START Records provided

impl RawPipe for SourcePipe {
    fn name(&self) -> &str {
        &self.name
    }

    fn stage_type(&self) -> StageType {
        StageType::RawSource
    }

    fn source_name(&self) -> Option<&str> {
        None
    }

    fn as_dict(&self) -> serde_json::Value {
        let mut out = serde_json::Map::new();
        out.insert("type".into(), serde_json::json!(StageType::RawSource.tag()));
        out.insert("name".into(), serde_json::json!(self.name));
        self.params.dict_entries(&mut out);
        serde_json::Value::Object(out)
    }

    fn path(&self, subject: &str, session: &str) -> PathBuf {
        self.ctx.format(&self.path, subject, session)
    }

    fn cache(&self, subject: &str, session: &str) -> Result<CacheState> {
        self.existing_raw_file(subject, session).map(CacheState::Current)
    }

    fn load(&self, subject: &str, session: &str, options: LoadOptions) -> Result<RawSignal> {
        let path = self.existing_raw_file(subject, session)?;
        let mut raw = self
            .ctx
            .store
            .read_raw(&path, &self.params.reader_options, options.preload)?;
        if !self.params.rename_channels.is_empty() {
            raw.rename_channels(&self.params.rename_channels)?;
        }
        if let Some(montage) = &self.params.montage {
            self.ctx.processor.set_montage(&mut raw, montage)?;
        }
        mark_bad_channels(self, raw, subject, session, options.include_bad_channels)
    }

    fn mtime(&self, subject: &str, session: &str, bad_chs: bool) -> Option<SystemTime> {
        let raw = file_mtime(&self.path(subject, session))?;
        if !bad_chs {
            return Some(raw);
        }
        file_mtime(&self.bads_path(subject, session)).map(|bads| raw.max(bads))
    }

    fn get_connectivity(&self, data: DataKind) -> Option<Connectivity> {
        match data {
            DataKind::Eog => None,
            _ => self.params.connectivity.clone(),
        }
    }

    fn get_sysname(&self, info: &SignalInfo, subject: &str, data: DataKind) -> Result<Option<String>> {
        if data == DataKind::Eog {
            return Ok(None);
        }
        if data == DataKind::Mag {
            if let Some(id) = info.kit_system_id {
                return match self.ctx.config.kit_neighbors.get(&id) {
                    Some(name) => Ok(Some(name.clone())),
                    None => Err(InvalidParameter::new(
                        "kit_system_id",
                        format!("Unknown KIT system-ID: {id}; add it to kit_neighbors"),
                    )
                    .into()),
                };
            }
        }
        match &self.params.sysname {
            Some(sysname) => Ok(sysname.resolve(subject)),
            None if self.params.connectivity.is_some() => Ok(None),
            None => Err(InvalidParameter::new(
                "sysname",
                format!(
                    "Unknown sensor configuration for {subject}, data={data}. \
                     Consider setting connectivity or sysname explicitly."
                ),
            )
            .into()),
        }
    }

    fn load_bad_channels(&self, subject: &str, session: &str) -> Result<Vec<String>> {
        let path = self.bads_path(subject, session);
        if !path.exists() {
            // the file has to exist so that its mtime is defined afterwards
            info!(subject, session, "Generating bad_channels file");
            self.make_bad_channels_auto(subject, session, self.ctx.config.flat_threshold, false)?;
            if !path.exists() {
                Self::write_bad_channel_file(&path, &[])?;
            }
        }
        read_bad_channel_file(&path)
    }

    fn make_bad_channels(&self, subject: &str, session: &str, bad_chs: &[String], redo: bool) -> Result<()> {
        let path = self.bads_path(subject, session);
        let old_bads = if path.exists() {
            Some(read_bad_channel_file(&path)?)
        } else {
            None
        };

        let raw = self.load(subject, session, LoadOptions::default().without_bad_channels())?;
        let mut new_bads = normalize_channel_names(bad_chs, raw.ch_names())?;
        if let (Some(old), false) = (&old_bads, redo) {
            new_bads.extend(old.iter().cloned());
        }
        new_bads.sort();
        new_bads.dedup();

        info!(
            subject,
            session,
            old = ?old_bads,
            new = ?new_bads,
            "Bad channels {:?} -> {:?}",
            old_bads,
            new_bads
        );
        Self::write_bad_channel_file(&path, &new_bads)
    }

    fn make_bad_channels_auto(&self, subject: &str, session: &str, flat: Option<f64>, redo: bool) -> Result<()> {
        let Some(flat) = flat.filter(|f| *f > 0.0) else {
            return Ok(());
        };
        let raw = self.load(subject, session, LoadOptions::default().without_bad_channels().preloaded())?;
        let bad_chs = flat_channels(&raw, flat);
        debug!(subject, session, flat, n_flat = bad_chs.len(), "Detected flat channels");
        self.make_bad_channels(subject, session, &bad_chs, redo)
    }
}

END Records provided
START Records provided

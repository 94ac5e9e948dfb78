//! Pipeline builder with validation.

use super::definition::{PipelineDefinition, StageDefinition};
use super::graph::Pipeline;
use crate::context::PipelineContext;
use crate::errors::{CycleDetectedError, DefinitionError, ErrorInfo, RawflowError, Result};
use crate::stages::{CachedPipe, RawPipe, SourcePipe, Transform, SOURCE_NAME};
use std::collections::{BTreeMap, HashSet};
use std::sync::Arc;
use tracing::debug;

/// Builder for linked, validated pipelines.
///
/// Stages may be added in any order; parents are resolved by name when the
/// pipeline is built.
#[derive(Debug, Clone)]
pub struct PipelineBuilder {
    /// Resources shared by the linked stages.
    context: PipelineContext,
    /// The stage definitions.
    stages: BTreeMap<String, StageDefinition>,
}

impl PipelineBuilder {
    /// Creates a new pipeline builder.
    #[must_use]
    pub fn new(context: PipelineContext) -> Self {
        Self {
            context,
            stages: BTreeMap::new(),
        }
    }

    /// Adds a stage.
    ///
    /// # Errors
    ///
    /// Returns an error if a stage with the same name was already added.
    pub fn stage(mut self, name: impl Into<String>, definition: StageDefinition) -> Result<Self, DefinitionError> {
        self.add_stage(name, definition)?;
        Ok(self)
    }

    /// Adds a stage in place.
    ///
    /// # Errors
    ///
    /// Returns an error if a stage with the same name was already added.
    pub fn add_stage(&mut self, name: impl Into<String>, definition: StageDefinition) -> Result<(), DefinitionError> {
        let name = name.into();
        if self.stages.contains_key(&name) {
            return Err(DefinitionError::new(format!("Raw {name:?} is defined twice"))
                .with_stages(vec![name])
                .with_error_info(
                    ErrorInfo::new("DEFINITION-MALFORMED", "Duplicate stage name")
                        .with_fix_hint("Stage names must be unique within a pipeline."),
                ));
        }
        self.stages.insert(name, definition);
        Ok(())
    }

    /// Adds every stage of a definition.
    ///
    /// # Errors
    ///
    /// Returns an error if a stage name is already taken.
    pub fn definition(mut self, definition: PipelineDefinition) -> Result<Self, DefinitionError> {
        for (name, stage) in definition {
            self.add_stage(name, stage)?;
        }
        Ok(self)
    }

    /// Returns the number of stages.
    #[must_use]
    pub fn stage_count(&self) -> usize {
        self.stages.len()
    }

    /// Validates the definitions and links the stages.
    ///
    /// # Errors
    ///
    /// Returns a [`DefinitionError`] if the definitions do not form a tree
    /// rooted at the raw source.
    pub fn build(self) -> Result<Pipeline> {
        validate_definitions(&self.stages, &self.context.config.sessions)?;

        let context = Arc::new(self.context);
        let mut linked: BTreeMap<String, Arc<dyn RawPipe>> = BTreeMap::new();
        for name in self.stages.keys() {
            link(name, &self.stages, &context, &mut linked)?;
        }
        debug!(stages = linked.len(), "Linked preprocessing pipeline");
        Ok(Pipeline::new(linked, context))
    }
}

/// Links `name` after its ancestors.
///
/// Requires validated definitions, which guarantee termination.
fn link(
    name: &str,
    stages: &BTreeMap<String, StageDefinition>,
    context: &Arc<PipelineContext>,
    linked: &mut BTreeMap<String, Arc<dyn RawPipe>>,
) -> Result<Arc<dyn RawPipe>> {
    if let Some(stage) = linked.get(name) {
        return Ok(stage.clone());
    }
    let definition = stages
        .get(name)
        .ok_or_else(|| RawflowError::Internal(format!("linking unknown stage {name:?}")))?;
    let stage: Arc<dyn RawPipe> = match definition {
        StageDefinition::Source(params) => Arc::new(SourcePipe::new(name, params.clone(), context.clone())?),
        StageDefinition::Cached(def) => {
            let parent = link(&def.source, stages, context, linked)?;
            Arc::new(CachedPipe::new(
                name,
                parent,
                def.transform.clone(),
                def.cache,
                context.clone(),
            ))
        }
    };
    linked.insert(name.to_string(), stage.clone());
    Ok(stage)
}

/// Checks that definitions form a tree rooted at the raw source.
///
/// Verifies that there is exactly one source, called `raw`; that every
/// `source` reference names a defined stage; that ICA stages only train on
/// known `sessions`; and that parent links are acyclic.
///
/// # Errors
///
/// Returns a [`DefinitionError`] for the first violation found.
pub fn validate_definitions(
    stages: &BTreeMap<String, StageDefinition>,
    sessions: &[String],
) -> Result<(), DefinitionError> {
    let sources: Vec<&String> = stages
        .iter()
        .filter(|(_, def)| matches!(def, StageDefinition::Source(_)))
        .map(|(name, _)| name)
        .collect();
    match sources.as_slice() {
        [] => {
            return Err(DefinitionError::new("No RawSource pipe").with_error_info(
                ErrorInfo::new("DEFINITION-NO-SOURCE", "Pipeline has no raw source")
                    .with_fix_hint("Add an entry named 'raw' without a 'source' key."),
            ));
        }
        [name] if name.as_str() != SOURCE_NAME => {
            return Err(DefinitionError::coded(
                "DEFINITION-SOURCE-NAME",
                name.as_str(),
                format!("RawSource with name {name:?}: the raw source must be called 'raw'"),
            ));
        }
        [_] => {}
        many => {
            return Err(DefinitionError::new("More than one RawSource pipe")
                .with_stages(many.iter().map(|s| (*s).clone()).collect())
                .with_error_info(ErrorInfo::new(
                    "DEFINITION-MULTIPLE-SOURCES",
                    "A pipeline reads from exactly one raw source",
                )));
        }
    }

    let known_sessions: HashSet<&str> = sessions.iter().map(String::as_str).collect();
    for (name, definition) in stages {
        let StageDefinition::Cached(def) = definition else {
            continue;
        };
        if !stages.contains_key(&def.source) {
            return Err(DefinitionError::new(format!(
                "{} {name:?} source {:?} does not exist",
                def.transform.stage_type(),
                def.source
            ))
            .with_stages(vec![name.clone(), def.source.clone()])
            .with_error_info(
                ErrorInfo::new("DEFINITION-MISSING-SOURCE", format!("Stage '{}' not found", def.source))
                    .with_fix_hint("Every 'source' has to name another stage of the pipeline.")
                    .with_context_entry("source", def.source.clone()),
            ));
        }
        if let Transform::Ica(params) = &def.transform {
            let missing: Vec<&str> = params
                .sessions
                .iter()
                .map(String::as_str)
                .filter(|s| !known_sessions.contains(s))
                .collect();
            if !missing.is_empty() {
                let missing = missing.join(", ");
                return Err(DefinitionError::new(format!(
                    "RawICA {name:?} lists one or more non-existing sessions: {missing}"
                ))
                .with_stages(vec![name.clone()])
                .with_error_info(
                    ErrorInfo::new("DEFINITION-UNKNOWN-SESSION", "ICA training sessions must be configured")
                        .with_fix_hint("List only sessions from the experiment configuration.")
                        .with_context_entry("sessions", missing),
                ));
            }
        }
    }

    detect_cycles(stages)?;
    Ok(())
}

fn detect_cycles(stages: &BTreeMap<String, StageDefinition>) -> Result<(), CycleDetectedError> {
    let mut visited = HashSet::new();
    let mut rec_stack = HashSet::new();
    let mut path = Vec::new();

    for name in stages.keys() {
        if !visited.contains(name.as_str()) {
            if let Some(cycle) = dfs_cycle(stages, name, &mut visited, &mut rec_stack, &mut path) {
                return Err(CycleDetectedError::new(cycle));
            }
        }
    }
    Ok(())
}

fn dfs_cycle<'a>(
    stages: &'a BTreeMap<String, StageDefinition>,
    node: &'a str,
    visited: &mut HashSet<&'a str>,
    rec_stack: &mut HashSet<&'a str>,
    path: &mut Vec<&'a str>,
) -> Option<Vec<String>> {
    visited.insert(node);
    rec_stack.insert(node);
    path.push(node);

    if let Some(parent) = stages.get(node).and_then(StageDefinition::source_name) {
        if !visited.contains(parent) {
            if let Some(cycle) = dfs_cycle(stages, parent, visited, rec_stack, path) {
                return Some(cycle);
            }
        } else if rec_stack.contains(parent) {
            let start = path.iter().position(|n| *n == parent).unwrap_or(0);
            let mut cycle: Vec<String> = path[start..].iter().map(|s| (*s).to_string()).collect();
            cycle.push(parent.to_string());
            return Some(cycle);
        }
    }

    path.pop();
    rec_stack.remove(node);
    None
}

END Records provided
START Records provided

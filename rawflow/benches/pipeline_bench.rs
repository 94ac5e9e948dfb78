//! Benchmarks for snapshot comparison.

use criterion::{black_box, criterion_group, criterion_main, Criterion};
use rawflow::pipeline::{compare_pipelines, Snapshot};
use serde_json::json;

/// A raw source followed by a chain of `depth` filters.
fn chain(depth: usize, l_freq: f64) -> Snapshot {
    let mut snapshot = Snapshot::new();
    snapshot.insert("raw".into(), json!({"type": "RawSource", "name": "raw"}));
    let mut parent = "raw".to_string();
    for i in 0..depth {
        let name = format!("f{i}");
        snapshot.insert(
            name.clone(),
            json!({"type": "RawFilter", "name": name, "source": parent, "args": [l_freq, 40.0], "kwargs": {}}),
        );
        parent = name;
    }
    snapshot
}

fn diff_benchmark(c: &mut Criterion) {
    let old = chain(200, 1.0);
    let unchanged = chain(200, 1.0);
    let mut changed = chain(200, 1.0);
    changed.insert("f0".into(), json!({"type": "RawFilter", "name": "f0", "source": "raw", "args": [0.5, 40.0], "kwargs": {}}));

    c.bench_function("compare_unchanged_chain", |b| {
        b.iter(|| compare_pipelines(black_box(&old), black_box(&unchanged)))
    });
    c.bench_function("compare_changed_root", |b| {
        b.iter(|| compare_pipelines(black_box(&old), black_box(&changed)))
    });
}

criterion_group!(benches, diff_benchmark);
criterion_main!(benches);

END Records provided

Using the entries shown above, reproduce verbatim the lines from the line bearing "impl RawPipe for" to the line bearing "fn mtime(&self, subject: &str, session: &str, bad_chs: bool)", inclusive.

Response area:
impl RawPipe for SourcePipe {
    fn name(&self) -> &str {
        &self.name
    }

    fn stage_type(&self) -> StageType {
        StageType::RawSource
    }

    fn source_name(&self) -> Option<&str> {
        None
    }

    fn as_dict(&self) -> serde_json::Value {
        let mut out = serde_json::Map::new();
        out.insert("type".into(), serde_json::json!(StageType::RawSource.tag()));
        out.insert("name".into(), serde_json::json!(self.name));
        self.params.dict_entries(&mut out);
        serde_json::Value::Object(out)
    }

    fn path(&self, subject: &str, session: &str) -> PathBuf {
        self.ctx.format(&self.path, subject, session)
    }

    fn cache(&self, subject: &str, session: &str) -> Result<CacheState> {
        self.existing_raw_file(subject, session).map(CacheState::Current)
    }

    fn load(&self, subject: &str, session: &str, options: LoadOptions) -> Result<RawSignal> {
        let path = self.existing_raw_file(subject, session)?;
        let mut raw = self
            .ctx
            .store
            .read_raw(&path, &self.params.reader_options, options.preload)?;
        if !self.params.rename_channels.is_empty() {
            raw.rename_channels(&self.params.rename_channels)?;
        }
        if let Some(montage) = &self.params.montage {
            self.ctx.processor.set_montage(&mut raw, montage)?;
        }
        mark_bad_channels(self, raw, subject, session, options.include_bad_channels)
    }

    fn mtime(&self, subject: &str, session: &str, bad_chs: bool) -> Option<SystemTime> {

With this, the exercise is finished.